Je suis arrivé à Londres le 9 septembre 1941. Jʼétais étudiant, jʼavais fait ce quʼon appelait la préparation militaire supérieure ; sous-lieutenant, jʼavais été prisonnier en Allemagne, évadé en Union soviétique, prisonnier en Union soviétique, accusé dʼespionnage, bref, pendant quinze mois, jamais un jour de liberté. Et donc arrivant à Londres je ne savais rien, si ce nʼest que – parce que nous lʼavions appris en Allemagne, par les Allemands – un certain général félon, du nom de De Gaulle, avait décidé de continuer la Résistance. Jʼarrive à Londres ne sachant rien, à 24 ans, et je découvre les Français libres, je découvre qui était de Gaulle. Je ne savais pas et je dois dire que je mʼinquiétais de ce que pouvait être ce général. Et puis je découvre les Anglais et la BBC.

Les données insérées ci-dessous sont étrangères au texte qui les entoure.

//! Generic built-in filter rules.
//!
//! These are the domain-agnostic building blocks of a filter catalog:
//! drop one-sided records at an address pattern ("new methods are ok"),
//! drop changed records a predicate accepts ("the doc just got longer"),
//! drop changed strings that only differ cosmetically, and tolerate an
//! explicit known-ignorable path list. Domain-specific catalogs compose
//! these, or implement [`FilterRule`] directly.

use std::cell::Cell;

use casc_patch::{deep_patch_map, delete_path, Outcome};
use casc_query::{query, Pattern, QueryError, QueryResult};
use casc_types::{ChangeRecord, KeyPath, Map, Value};

use crate::rule::FilterRule;
use crate::text;

/// Delete `Added` records located by a multi-key pattern.
pub struct DropAdded {
    name: String,
    pattern: Pattern,
}

impl DropAdded {
    /// Errors on an empty pattern, which may never mean "match nothing".
    pub fn new(name: impl Into<String>, pattern: Pattern) -> QueryResult<Self> {
        if pattern.is_empty() {
            return Err(QueryError::EmptyPattern);
        }
        Ok(Self {
            name: name.into(),
            pattern,
        })
    }
}

impl FilterRule for DropAdded {
    fn name(&self) -> &str {
        &self.name
    }

    fn apply(&self, diffs: &mut Map) -> usize {
        drop_records_at(diffs, &self.pattern, ChangeRecord::is_added)
    }
}

/// Delete `Removed` records located by a multi-key pattern.
pub struct DropRemoved {
    name: String,
    pattern: Pattern,
}

impl DropRemoved {
    /// Errors on an empty pattern, which may never mean "match nothing".
    pub fn new(name: impl Into<String>, pattern: Pattern) -> QueryResult<Self> {
        if pattern.is_empty() {
            return Err(QueryError::EmptyPattern);
        }
        Ok(Self {
            name: name.into(),
            pattern,
        })
    }
}

impl FilterRule for DropRemoved {
    fn name(&self) -> &str {
        &self.name
    }

    fn apply(&self, diffs: &mut Map) -> usize {
        drop_records_at(diffs, &self.pattern, ChangeRecord::is_removed)
    }
}

fn drop_records_at(
    diffs: &mut Map,
    pattern: &Pattern,
    matches: impl Fn(&ChangeRecord) -> bool,
) -> usize {
    // Rule constructors reject empty patterns, so the query cannot fail.
    let Ok(hits) = query(diffs, pattern, false) else {
        return 0;
    };
    let targets: Vec<KeyPath> = hits
        .filter(|(_, value)| value.as_change().is_some_and(&matches))
        .map(|(path, _)| path)
        .collect();

    targets
        .iter()
        .filter(|path| delete_path(diffs, path))
        .count()
}

/// Delete every `Changed` record, anywhere in the tree, whose old/new pair
/// a caller-supplied predicate accepts.
///
/// This is the deep-rewrite idiom: the predicate inspects shape deep in
/// the record and the whole enclosing record is deleted, not just a leaf.
pub struct DropChangedWhere {
    name: String,
    accept: Box<dyn Fn(&Value, &Value) -> bool + Send + Sync>,
}

impl DropChangedWhere {
    pub fn new(
        name: impl Into<String>,
        accept: impl Fn(&Value, &Value) -> bool + Send + Sync + 'static,
    ) -> Self {
        Self {
            name: name.into(),
            accept: Box::new(accept),
        }
    }
}

impl FilterRule for DropChangedWhere {
    fn name(&self) -> &str {
        &self.name
    }

    fn apply(&self, diffs: &mut Map) -> usize {
        drop_changed_where(diffs, &self.accept)
    }
}

fn drop_changed_where(diffs: &mut Map, accept: impl Fn(&Value, &Value) -> bool) -> usize {
    let dropped = Cell::new(0usize);
    let predicate = |value: &Value| {
        matches!(
            value.as_change(),
            Some(ChangeRecord::Changed { old, new }) if accept(old, new)
        )
    };
    let transform = |_: Value| {
        dropped.set(dropped.get() + 1);
        Outcome::Delete
    };
    let (rebuilt, _) = deep_patch_map(std::mem::take(diffs), &predicate, &transform);
    *diffs = rebuilt;
    dropped.get()
}

/// Delete `Changed` string records whose sides are equal after
/// normalization — capitalization, punctuation, and whitespace churn.
pub struct NormalizedStringsEqual {
    normalizer: fn(&str) -> String,
}

impl NormalizedStringsEqual {
    /// Uses [`text::normalize`].
    pub fn new() -> Self {
        Self {
            normalizer: text::normalize,
        }
    }

    /// Use a caller-supplied normalizer instead.
    pub fn with_normalizer(normalizer: fn(&str) -> String) -> Self {
        Self { normalizer }
    }
}

impl Default for NormalizedStringsEqual {
    fn default() -> Self {
        Self::new()
    }
}

impl FilterRule for NormalizedStringsEqual {
    fn name(&self) -> &str {
        "normalized-strings-equal"
    }

    fn apply(&self, diffs: &mut Map) -> usize {
        let normalizer = self.normalizer;
        drop_changed_where(diffs, move |old, new| match (old, new) {
            (Value::Str(old), Value::Str(new)) => normalizer(old) == normalizer(new),
            _ => false,
        })
    }
}

/// Delete an explicit list of known-ignorable paths. Missing paths are
/// silently skipped.
pub struct IgnorePaths {
    name: String,
    paths: Vec<KeyPath>,
}

impl IgnorePaths {
    pub fn new(name: impl Into<String>, paths: Vec<KeyPath>) -> Self {
        Self {
            name: name.into(),
            paths,
        }
    }
}

impl FilterRule for IgnorePaths {
    fn name(&self) -> &str {
        &self.name
    }

    fn apply(&self, diffs: &mut Map) -> usize {
        self.paths
            .iter()
            .filter(|path| delete_path(diffs, path))
            .count()
    }
}

#[cfg(test)]
mod tests {
    use super::*;
    use crate::pipeline::FilterPipeline;
    use casc_diff::compare_maps;
    use casc_types::Key;

    fn tree(json: serde_json::Value) -> Map {
        match Value::from(json) {
            Value::Map(map) => map,
            other => panic!("expected mapping, got {other:?}"),
        }
    }

    fn diffs_between(old: serde_json::Value, new: serde_json::Value) -> Map {
        compare_maps(&tree(old), &tree(new)).diffs
    }

    #[test]
    fn drop_added_clears_new_entries_at_pattern() {
        let mut diffs = diffs_between(
            serde_json::json!({"C": {"methods": {"old": 1}}}),
            serde_json::json!({"C": {"methods": {"old": 2, "brandNew": 3}}}),
        );
        let rule =
            DropAdded::new("new-methods-ok", Pattern::parse("*.methods.*").unwrap()).unwrap();
        assert_eq!(rule.apply(&mut diffs), 1);

        // The changed record for "old" must survive.
        let methods = diffs
            .get(&Key::from("C"))
            .and_then(Value::as_map)
            .and_then(|c| c.get(&Key::from("methods")))
            .and_then(Value::as_map)
            .unwrap();
        assert!(methods.get(&Key::from("brandNew")).is_none());
        assert!(methods.get(&Key::from("old")).is_some());
    }

    #[test]
    fn drop_added_ignores_removed_records() {
        let mut diffs = diffs_between(
            serde_json::json!({"C": {"gone": 1}}),
            serde_json::json!({"C": {}}),
        );
        let rule = DropAdded::new("added-only", Pattern::parse("*.*").unwrap()).unwrap();
        assert_eq!(rule.apply(&mut diffs), 0);
        assert!(!diffs.is_empty());
    }

    #[test]
    fn drop_removed_clears_one_sided_entries() {
        let mut diffs = diffs_between(
            serde_json::json!({"enums": {"valueDocs": {"a": "d1", "b": "d2"}}}),
            serde_json::json!({"enums": {"valueDocs": {}}}),
        );
        let rule = DropRemoved::new(
            "value-docs-gone-ok",
            Pattern::parse("enums.valueDocs.*").unwrap(),
        )
        .unwrap();
        assert_eq!(rule.apply(&mut diffs), 2);
    }

    #[test]
    fn drop_changed_where_deletes_whole_records() {
        // "doc got longer" acceptance: new starts with old.
        let mut diffs = diffs_between(
            serde_json::json!({"m": {"doc": "Short.", "static": false}}),
            serde_json::json!({"m": {"doc": "Short. Now longer.", "static": true}}),
        );
        let rule = DropChangedWhere::new("longer-doc-ok", |old, new| {
            match (old.as_str(), new.as_str()) {
                (Some(old), Some(new)) => new.starts_with(old),
                _ => false,
            }
        });
        assert_eq!(rule.apply(&mut diffs), 1);

        let m = diffs.get(&Key::from("m")).and_then(Value::as_map).unwrap();
        assert!(m.get(&Key::from("doc")).is_none());
        assert!(m.get(&Key::from("static")).is_some());
    }

    #[test]
    fn normalized_strings_equal_drops_cosmetic_changes() {
        let mut diffs = diffs_between(
            serde_json::json!({"m": {"doc": "Class Name.", "n": 1}}),
            serde_json::json!({"m": {"doc": "class name", "n": 2}}),
        );
        let rule = NormalizedStringsEqual::new();
        assert_eq!(rule.apply(&mut diffs), 1);

        let m = diffs.get(&Key::from("m")).and_then(Value::as_map).unwrap();
        assert!(m.get(&Key::from("doc")).is_none());
        assert!(m.get(&Key::from("n")).is_some());
    }

    #[test]
    fn normalized_strings_equal_skips_non_strings() {
        let mut diffs = diffs_between(
            serde_json::json!({"m": {"count": 1}}),
            serde_json::json!({"m": {"count": 2}}),
        );
        assert_eq!(NormalizedStringsEqual::new().apply(&mut diffs), 0);
    }

    #[test]
    fn ignore_paths_tolerates_missing_entries() {
        let mut diffs = diffs_between(
            serde_json::json!({"Node": {"enums": {"Type": "v1"}}}),
            serde_json::json!({"Node": {"enums": {"Type": "v2"}}}),
        );
        let rule = IgnorePaths::new(
            "known-ignorable",
            vec![
                KeyPath::parse("Node.enums.Type").unwrap(),
                KeyPath::parse("Node.aliasEnums.Type").unwrap(),
            ],
        );
        assert_eq!(rule.apply(&mut diffs), 1);
    }

    #[test]
    fn empty_pattern_is_rejected_at_construction() {
        assert!(matches!(
            DropAdded::new("bad", Pattern::new(Vec::new())),
            Err(QueryError::EmptyPattern)
        ));
        assert!(matches!(
            DropRemoved::new("bad", Pattern::new(Vec::new())),
            Err(QueryError::EmptyPattern)
        ));
    }

    #[test]
    fn full_pipeline_reaches_no_diffs() {
        // New method added, doc re-capitalized: both acceptable, so the
        // pipeline must leave an empty tree.
        let old = serde_json::json!({
            "Mesh": {"methods": {"create": {"0": {"doc": "Creates a mesh."}}}}
        });
        let new = serde_json::json!({
            "Mesh": {"methods": {
                "create": {"0": {"doc": "Creates a Mesh"}},
                "fresh": {"0": {"doc": "Brand new."}}
            }}
        });
        let mut diffs = diffs_between(old, new);

        let pipeline = FilterPipeline::new()
            .with_rule(Box::new(
                DropAdded::new("new-methods-ok", Pattern::parse("*.methods.*").unwrap())
                    .unwrap(),
            ))
            .with_rule(Box::new(NormalizedStringsEqual::new()));
        let report = pipeline.run(&mut diffs);

        assert_eq!(report.total_removed(), 2);
        assert!(diffs.is_empty(), "expected no diffs, got {diffs:?}");
    }
}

Ce que nous découvrons dʼabord avec horreur, ce sont les fusillades allemandes, les fusillades de masse. Puisque depuis lʼété 1941, après les premiers attentats communistes contre les Allemands – à Paris notamment – des fusillades nombreuses avaient eu lieu et, en particulier, du 22 au 24 octobre 1941 : 99 otages avaient été fusillés à Châteaubriant, Paris, Nantes et au camp de Souge à Bordeaux. Le 27 octobre, Maurice Schumann, le porte-parole de la France libre, prend la parole à la BBC et ordonne – et cet ordre sera répété les soirs suivants – un garde-à-vous national de cinq minutes, de 16 heures à 16 heures 05, le 30 septembre, en honneur aux martyrs fusillés par les Allemands. Donc la BBC fonctionnait, elle était en mesure de donner des ordres aux Français. Je découvre progressivement ce quʼa été cette communication par la BBC et que le premier acte de résistance avait été un acte informatif, cʼest-à-dire cet appel du général de Gaulle du 18 juin 1940. Il avait la compréhension de ce que pouvait être justement la communication de masse par ce média de masse quʼétait la radio, à laquelle, par la suite, à partir du printemps 1942, je me suis trouvé associé.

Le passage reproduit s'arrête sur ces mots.